Mora watches him advance into her territory; her kissable little mouth is closed. She sits down straddle-legged on the rug and opens the chessboard, examines it. Cassio sits down across from her. His gaze traverses her doll-like freckles, her eyelashes fluttering in the vanilla-scented mist. He says that if she doesn’t know how to play, he can teach her.
Mora informs him that she knows perfectly well how to play. Her father taught her—he’s a DAIA delegate, so they’re always playing chess. Her little skirt forms a gazebo over the organelles that, in Cassio’s imagination, are smiling in his direction.
Within a few minutes, Mora has lost a knight and her queen. Her T-shirt sags open, revealing smooth little hills, little puddings of orange and strawberry. Cassio breathes in their aroma, squints, proposes starting a new game.
Mora stares at him. She is somber, her countenance seems very anti–My Little Pony, has venom in her eyes. She says that she only kissed him because she was sure that he had a tiny dick and she didn’t want it to hurt her first time. She had talked about it with her psychologist, who’d said it was okay to do that if it helped ease her mind. There isn’t anything else to talk about, and he can go; they’ve broken up, and Sandro the doorman will let him out downstairs. (Later on, thanks to women’s magazines like Ser Única, Mora would identify her current body language—arms and legs crossed—as unattractive and best avoided.)
Though it was still summer, it was horribly cold in Buenos Aires, a city that seemed taken by surprise every single winter, a winter denial that made their equinoxes all the more humid and painful. In Cassio’s mind, the silence was atypical and terrifying. He stopped at a corner. A brightly lit convenience store, and three girls in miniskirts entering, two more coming out.
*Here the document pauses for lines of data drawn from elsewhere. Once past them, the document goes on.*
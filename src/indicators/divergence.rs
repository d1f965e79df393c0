// =============================================================================
// Divergence detection
// =============================================================================
//
// Shared by the oscillators (Stochastic, Williams %R, MFI, CMF, OBV).
//
// Step 1 - Find local extrema with a strict 3-point comparison:
//            high at i  <=>  x[i] > x[i-1] && x[i] > x[i+1]
//            low  at i  <=>  x[i] < x[i-1] && x[i] < x[i+1]
// Step 2 - Compare the two most recent lows (then highs) of price and
//          oscillator:
//            price lower low  + oscillator higher low   => BULLISH_DIVERGENCE
//            price higher high + oscillator lower high  => BEARISH_DIVERGENCE
//
// The bullish check wins when both patterns are present.
// =============================================================================

use crate::types::Divergence;

/// Number of trailing points the oscillators feed into [`detect_divergence`].
pub const DIVERGENCE_LOOKBACK: usize = 10;

#[derive(Debug, Clone, Copy, PartialEq, Eq)]
pub enum ExtremumKind {
    High,
    Low,
}

/// A local extremum at `index` within the scanned slice.
#[derive(Debug, Clone, Copy, PartialEq)]
pub struct Extremum {
    pub index: usize,
    pub value: f64,
}

/// Every strict local high or low of `values`. End points never qualify.
pub fn find_local_extrema(values: &[f64], kind: ExtremumKind) -> Vec<Extremum> {
    if values.len() < 3 {
        return Vec::new();
    }

    values
        .windows(3)
        .enumerate()
        .filter_map(|(i, w)| {
            let (prev, current, next) = (w[0], w[1], w[2]);
            let is_extremum = match kind {
                ExtremumKind::High => current > prev && current > next,
                ExtremumKind::Low => current < prev && current < next,
            };
            is_extremum.then_some(Extremum {
                index: i + 1,
                value: current,
            })
        })
        .collect()
}

/// Classify price / oscillator divergence over two equally long windows.
pub fn detect_divergence(prices: &[f64], oscillator: &[f64]) -> Divergence {
    if let (Some((prev_price, last_price)), Some((prev_osc, last_osc))) = (
        last_two(prices, ExtremumKind::Low),
        last_two(oscillator, ExtremumKind::Low),
    ) {
        if last_price < prev_price && last_osc > prev_osc {
            return Divergence::BullishDivergence;
        }
    }

    if let (Some((prev_price, last_price)), Some((prev_osc, last_osc))) = (
        last_two(prices, ExtremumKind::High),
        last_two(oscillator, ExtremumKind::High),
    ) {
        if last_price > prev_price && last_osc < prev_osc {
            return Divergence::BearishDivergence;
        }
    }

    Divergence::NoDivergence
}

/// Run [`detect_divergence`] on the trailing `lookback` points of both
/// sequences ending at `end` (inclusive). Returns NO_DIVERGENCE when fewer than
/// `min_points` are available.
pub fn trailing_divergence(
    prices: &[f64],
    oscillator: &[f64],
    end: usize,
    lookback: usize,
    min_points: usize,
) -> Divergence {
    let available = (end + 1).min(lookback);
    if available < min_points || end >= prices.len() || end >= oscillator.len() {
        return Divergence::NoDivergence;
    }
    let start = end + 1 - available;
    detect_divergence(&prices[start..=end], &oscillator[start..=end])
}

/// Values of the previous and most recent extremum of the given kind.
fn last_two(values: &[f64], kind: ExtremumKind) -> Option<(f64, f64)> {
    let extrema = find_local_extrema(values, kind);
    match extrema.as_slice() {
        [.., prev, last] => Some((prev.value, last.value)),
        _ => None,
    }
}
Getting in, getting out, in, out, the old in-out. There must not be anything special about this topological eventuality of penetrating spaces, or things. Or people. Nothing special about it. Nothing at all.
Cassio broke off all relationships with women, starting with the ones in his house. His natural satellites, Sonia and Yolanda, mother and maid, whom he now perceived as inauthentic, united to form an incomprehensibly sadistic caste. The arc of his life coincided with the rise of women, considered a “minority,” toward equal civil rights, but his mental life moved in the opposite direction. Soon his room began to stink of pizza and Coca-Cola, sources of essential nutrients for growing young programmers. On the TV, ads showed blue liquids poured onto vaginal products “with wings,” which didn’t help in the slightest. Was this what they had inside?
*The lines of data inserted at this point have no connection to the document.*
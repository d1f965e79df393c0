pub mod error;
pub mod rest;

pub use error::ApiError;
pub use rest::router;
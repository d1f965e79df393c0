// =============================================================================
// Moving Averages (SMA + EMA) with position and trend classification
// =============================================================================
//
// SMA = arithmetic mean of the trailing `period` closes.
// EMA = SMA-seeded exponential average (see `rolling::ema`).
//
// Position compares the close with the EMA inside a 0.1% tolerance band.
// Trend comes from the slope across the last 5 EMA values:
//   slope     = (EMA_t - EMA_{t-4}) / 4
//   slope_pct = slope / EMA_{t-4} * 100
//   > +0.1 => UPTREND,  < -0.1 => DOWNTREND,  otherwise SIDEWAYS
// =============================================================================

use serde::Serialize;

use super::rolling::{ema, sma};
use super::{Indicator, IndicatorParams};
use crate::error::IndicatorError;
use crate::types::PriceSeries;

/// Number of EMA values spanned by the slope estimate.
const SLOPE_SPAN: usize = 5;
const SLOPE_THRESHOLD_PCT: f64 = 0.1;
const POSITION_TOLERANCE: f64 = 0.001;

#[derive(Debug, Clone, Copy, PartialEq, Eq, Serialize)]
#[serde(rename_all = "SCREAMING_SNAKE_CASE")]
pub enum MaPosition {
    Above,
    Below,
    AtMa,
}

#[derive(Debug, Clone, Copy, PartialEq, Eq, Serialize)]
#[serde(rename_all = "SCREAMING_SNAKE_CASE")]
pub enum MaTrend {
    Uptrend,
    Downtrend,
    Sideways,
}

#[derive(Debug, Clone, Copy, PartialEq, Serialize)]
pub struct MovingAverageResult {
    pub period: usize,
    pub sma: f64,
    pub ema: f64,
    pub position: MaPosition,
    pub trend: MaTrend,
}

#[derive(Debug, Clone, PartialEq)]
pub struct MovingAverage {
    pub period: usize,
}

impl Default for MovingAverage {
    fn default() -> Self {
        Self { period: 20 }
    }
}

impl MovingAverage {
    pub fn new(period: usize) -> Self {
        Self { period }
    }

    pub fn from_params(params: &IndicatorParams, default_period: usize) -> Result<Self, IndicatorError> {
        Ok(Self {
            period: params.period("period", default_period)?,
        })
    }
}

impl Indicator for MovingAverage {
    type Output = MovingAverageResult;

    fn name(&self) -> &'static str {
        "MA"
    }

    fn warmup(&self) -> usize {
        self.period.saturating_sub(1)
    }

    fn compute(&self, series: &PriceSeries) -> Vec<MovingAverageResult> {
        let closes = series.closes();
        let smas = sma(&closes, self.period);
        let emas = ema(&closes, self.period);

        smas.iter()
            .zip(&emas)
            .enumerate()
            .map(|(i, (&sma, &ema))| {
                let close = closes[self.warmup() + i];
                MovingAverageResult {
                    period: self.period,
                    sma,
                    ema,
                    position: position(close, ema),
                    trend: trend(&emas[..=i]),
                }
            })
            .collect()
    }
}

fn position(close: f64, ema: f64) -> MaPosition {
    if (close - ema).abs() <= close.abs() * POSITION_TOLERANCE {
        MaPosition::AtMa
    } else if close > ema {
        MaPosition::Above
    } else {
        MaPosition::Below
    }
}

/// Trend of the EMA history ending at its last element.
fn trend(emas: &[f64]) -> MaTrend {
    if emas.len() < SLOPE_SPAN {
        return MaTrend::Sideways;
    }
    let last = emas[emas.len() - 1];
    let base = emas[emas.len() - SLOPE_SPAN];
    if base == 0.0 {
        return MaTrend::Sideways;
    }

    let slope = (last - base) / (SLOPE_SPAN - 1) as f64;
    let slope_pct = slope / base * 100.0;
    if slope_pct > SLOPE_THRESHOLD_PCT {
        MaTrend::Uptrend
    } else if slope_pct < -SLOPE_THRESHOLD_PCT {
        MaTrend::Downtrend
    } else {
        MaTrend::Sideways
    }
}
Being ugly wasn’t his biggest problem; he lacked the least trace of raw animality. The meat that covered Cassio’s bones made his body a friendly ensemble: an easygoing mammal without menace. And his mind reacted poorly to the presence of emotions. Already bearing signs of the timidity that would characterize most of his life, Cassio’s latest embryonic form was missing the features of manliness indicated by the genes of his Brazilian father, and the fact that Cassio was still short, soft, and Jewish—a mother’s goiter of sorts—would send his self-esteem to the bottom of the Mariana Trench of emotions. He asked himself how it was possible that Sonia’s womb hadn’t rejected him as an enemy alien life-form. Perhaps because this hadn’t happened, Cassio had adopted the logic of survivors, renounced masculinity, and mimicked his mother instead. A theory of metabolic racism that assumed the dominance of European genes consumed the darkest hours of his mind.
Moreover, Cassio couldn’t understand the interest that Gustavo Levas aroused in his mother. Whenever he detected the man watching television in the living room, he walked rapidly past, and only saw him face-to-face at meals. Gustavo reached out to him several times by talking about computers, but the boy didn’t seem impressed. One afternoon when Cassio’s mother had gone out, Gustavo approached Cassio with a strange look on his face, and said that the research trip on which he’d met Cassio’s mother had been the darkest experience of his life. He wanted to say more, but Cassio’s eyes had gone dead, his face expressionless. Gustavo was a public employee, working on the Project at the Ministry of Genetics. “You should come learn about it someday.”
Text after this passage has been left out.